SDN SPECIAL: The $35 billion SDN question
The telecoms industry agrees that Software Defined Networking (SDN) is a good thing. But network operators will need convincing before they divert capex budgets to yet another untried "bleeding edge" technology. So how can the wholesale market make money out of SDN?
John Chambers, the redoubtable helicopter-loving head of Cisco, is about to come down to earth with a bit of a bump.
Just three short months ago, Chambers rounded on the burgeoning community of engineers looking to use cutting-edge technology to reinvent the way that networks run.
In his sights were a raft of companies that want to strip all the intelligence from Cisco’s highly engineered switches and routers, handing control to powerful computers that will sit high above the network and oversee things virtually, by dint of very clever software, not very expensive hardware. Such is the potential of these computers that, ultimately, they will be limited in scope only by the imaginations of the developers that program them.
That process, in a nutshell, articulates the drive to a once-in-a-generation shift in network design that is currently under way among proponents of so-called software defined networking (SDN). So concerned is Wall Street that the movement could eventually put Cisco out of business that Chambers has been forced to go on the offensive. On a conference call to analysts in May, Chambers was scathing.
"History is littered with startups that have bet against Cisco and failed," he warned.
The barbs coincided with Cisco's annual global IT survey, published in the same month. The report concluded that one in three network engineers were as likely to see Bigfoot or Elvis as a fully-fledged SDN deployment.
Rob Lloyd – Cisco's president of sales and development and a loyal Chambers lieutenant – twisted the knife another full turn when he told more than 2,000 senior executives attending Cisco's annual Partnership Summit in June that "if you hear that SDN will kneecap Cisco and everything we stand for... it's absolutely a load of... fibs. I want you to remember that."
In truth, the Cisco chief's comments were probably always going to come back to haunt him. Cisco itself admitted as much in a throwaway line in its own survey, conceding that 71% of customers were expecting to implement some form of SDN technology in the next twelve months alone.
But even Chambers will be surprised at the speed with which Nuage Networks, a Silicon Valley-based startup that was spun out of Alcatel-Lucent earlier this year, has managed to prove him wrong.
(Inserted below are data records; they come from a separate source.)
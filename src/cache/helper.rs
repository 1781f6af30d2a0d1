//! In-memory token cache backed by [`CacheStorage`]
//!
//! Persistence failures never cost the caller its tokens. A secure store
//! that turns out to be unusable switches the helper to session-only mode
//! for the rest of its life; a lock timeout or busy file only skips
//! persistence for the one call that hit it.

use std::sync::{Arc, Mutex, MutexGuard};

use super::{CacheError, CacheStorage, MutatorError};
use crate::config::StorageConfig;
use crate::observer::{StorageEvent, StorageObserver};
use crate::security::SecureBytes;

/// Whether updates reach durable storage
#[derive(Debug, Clone, PartialEq, Eq)]
pub enum PersistenceMode {
    /// Updates go through the synchronized storage
    Enabled,
    /// Persistence was given up; the cache lives only in this process
    SessionOnly { reason: String },
}

impl PersistenceMode {
    pub fn is_enabled(&self) -> bool {
        matches!(self, PersistenceMode::Enabled)
    }
}

struct HelperState {
    /// Session-only copy; unused while persistence is enabled
    data: SecureBytes,
    mode: PersistenceMode,
}

/// Token cache with durable, cross-process synchronized backing
///
/// While persistence is enabled the in-memory copy is the storage's last
/// known snapshot, so updates that could not be persisted are still the base
/// of the next persisted one.
pub struct TokenCacheHelper {
    storage: CacheStorage,
    state: Mutex<HelperState>,
    observer: Arc<dyn StorageObserver>,
}

impl TokenCacheHelper {
    pub fn new(storage: CacheStorage, observer: Arc<dyn StorageObserver>) -> Self {
        Self {
            storage,
            state: Mutex::new(HelperState {
                data: SecureBytes::default(),
                mode: PersistenceMode::Enabled,
            }),
            observer,
        }
    }

    /// Opens the configured storage and loads the current cache
    pub fn create(
        config: StorageConfig,
        observer: Arc<dyn StorageObserver>,
    ) -> Result<Self, CacheError> {
        let storage = CacheStorage::new(config, observer.clone())?;
        let helper = Self::new(storage, observer);
        helper.load();
        Ok(helper)
    }

    pub fn storage(&self) -> &CacheStorage {
        &self.storage
    }

    pub fn mode(&self) -> PersistenceMode {
        self.state().mode.clone()
    }

    /// Current in-memory cache bytes
    pub fn data(&self) -> SecureBytes {
        let state = self.state();
        if state.mode.is_enabled() {
            SecureBytes::from_slice(self.storage.last_known().data())
        } else {
            state.data.clone()
        }
    }

    /// Refreshes the in-memory copy from storage when persistence is on
    pub fn load(&self) -> SecureBytes {
        if self.mode().is_enabled() {
            if let Err(e) = self.storage.read() {
                self.degrade(&e);
            }
        }
        self.data()
    }

    /// Applies `mutator` to the cache, persisting when possible
    ///
    /// Only mutator failures are returned as errors; storage failures fall
    /// back to updating the in-memory copy.
    pub fn update<F, E>(&self, mut mutator: F) -> Result<SecureBytes, CacheError>
    where
        F: FnMut(&[u8]) -> Result<Vec<u8>, E>,
        E: Into<MutatorError>,
    {
        if self.mode().is_enabled() {
            match self.storage.synchronized_update(&mut mutator) {
                Ok(snapshot) => return Ok(SecureBytes::from_slice(snapshot.data())),
                Err(CacheError::Mutator(e)) => return Err(CacheError::Mutator(e)),
                Err(e) => self.degrade(&e),
            }
        }

        let mut state = self.state();
        if state.mode.is_enabled() {
            let snapshot = self.storage.apply_local(&mut mutator)?;
            return Ok(SecureBytes::from_slice(snapshot.data()));
        }

        let updated = mutator(state.data.as_bytes()).map_err(|e| CacheError::Mutator(e.into()))?;
        state.data = SecureBytes::new(updated);
        Ok(state.data.clone())
    }

    /// Empties the cache in memory and, when persistence is on, on disk
    ///
    /// If the on-disk clear is skipped the empty cache becomes the base of
    /// the next persisted update.
    pub fn clear(&self) {
        if self.mode().is_enabled() {
            match self.storage.clear() {
                Ok(()) => return,
                Err(e) => self.degrade(&e),
            }
        }

        let mut state = self.state();
        if state.mode.is_enabled() {
            self.storage.clear_local();
        } else {
            state.data = SecureBytes::default();
        }
    }

    /// Probes the secure store; on failure switches to session-only mode
    pub fn verify_persistence(&self) -> Result<(), CacheError> {
        let result = self.storage.verify_persistence();
        if let Err(e) = &result {
            self.disable(e.to_string());
        }
        result
    }

    fn degrade(&self, error: &CacheError) {
        let reason = error.to_string();
        self.observer
            .on_event(&StorageEvent::PersistenceDegraded { reason: &reason });
        if error.is_storage_unavailable() {
            self.disable(reason);
        }
    }

    /// Switches to session-only mode, carrying over the current cache
    fn disable(&self, reason: String) {
        let mut state = self.state();
        if state.mode.is_enabled() {
            state.data = SecureBytes::from_slice(self.storage.last_known().data());
            state.mode = PersistenceMode::SessionOnly { reason };
        }
    }

    fn state(&self) -> MutexGuard<'_, HelperState> {
        self.state
            .lock()
            .unwrap_or_else(|poisoned| poisoned.into_inner())
    }
}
Nuage, which takes its name from the French word for "cloud", set out to build a fully virtualised network, stretching from the enterprise customer right through to the cloud. The brains behind Nuage's groundbreaking design is a powerful computer – or "controller" in SDN-speak – that oversees everything from the way traffic is pushed through the network to a whole range of bespoke services and applications that can sit above it in the cloud.
Speaking shortly after Nuage emerged from stealth mode, CEO Sunil Khandekar said that the controller's job is to bridge the yawning divide between the physical network and the cloud, so that virtualised applications can be designed to consume the least possible amount of network for the shortest time and at the lowest cost.
"Essentially, we are working to ensure that the network doesn't get in the way of all the innovation that is happening around it," he said.
SDN sets sail
Nuage is riding a swelling wave of interest in all things SDN. According to a recent survey by Plexxi, a smaller SDN equipment provider, and Lightspeed Venture Partners, a private equity firm with a plethora of very successful investments in the sector, annual spend on SDN equipment will exceed $25 billion and could hit $35 billion by 2018.
The survey concluded that the number of companies offering SDN products has grown from nothing to more than 220 in a little over three years, while the amount of venture capital flooding into the sector has grown fifty-fold over the same period.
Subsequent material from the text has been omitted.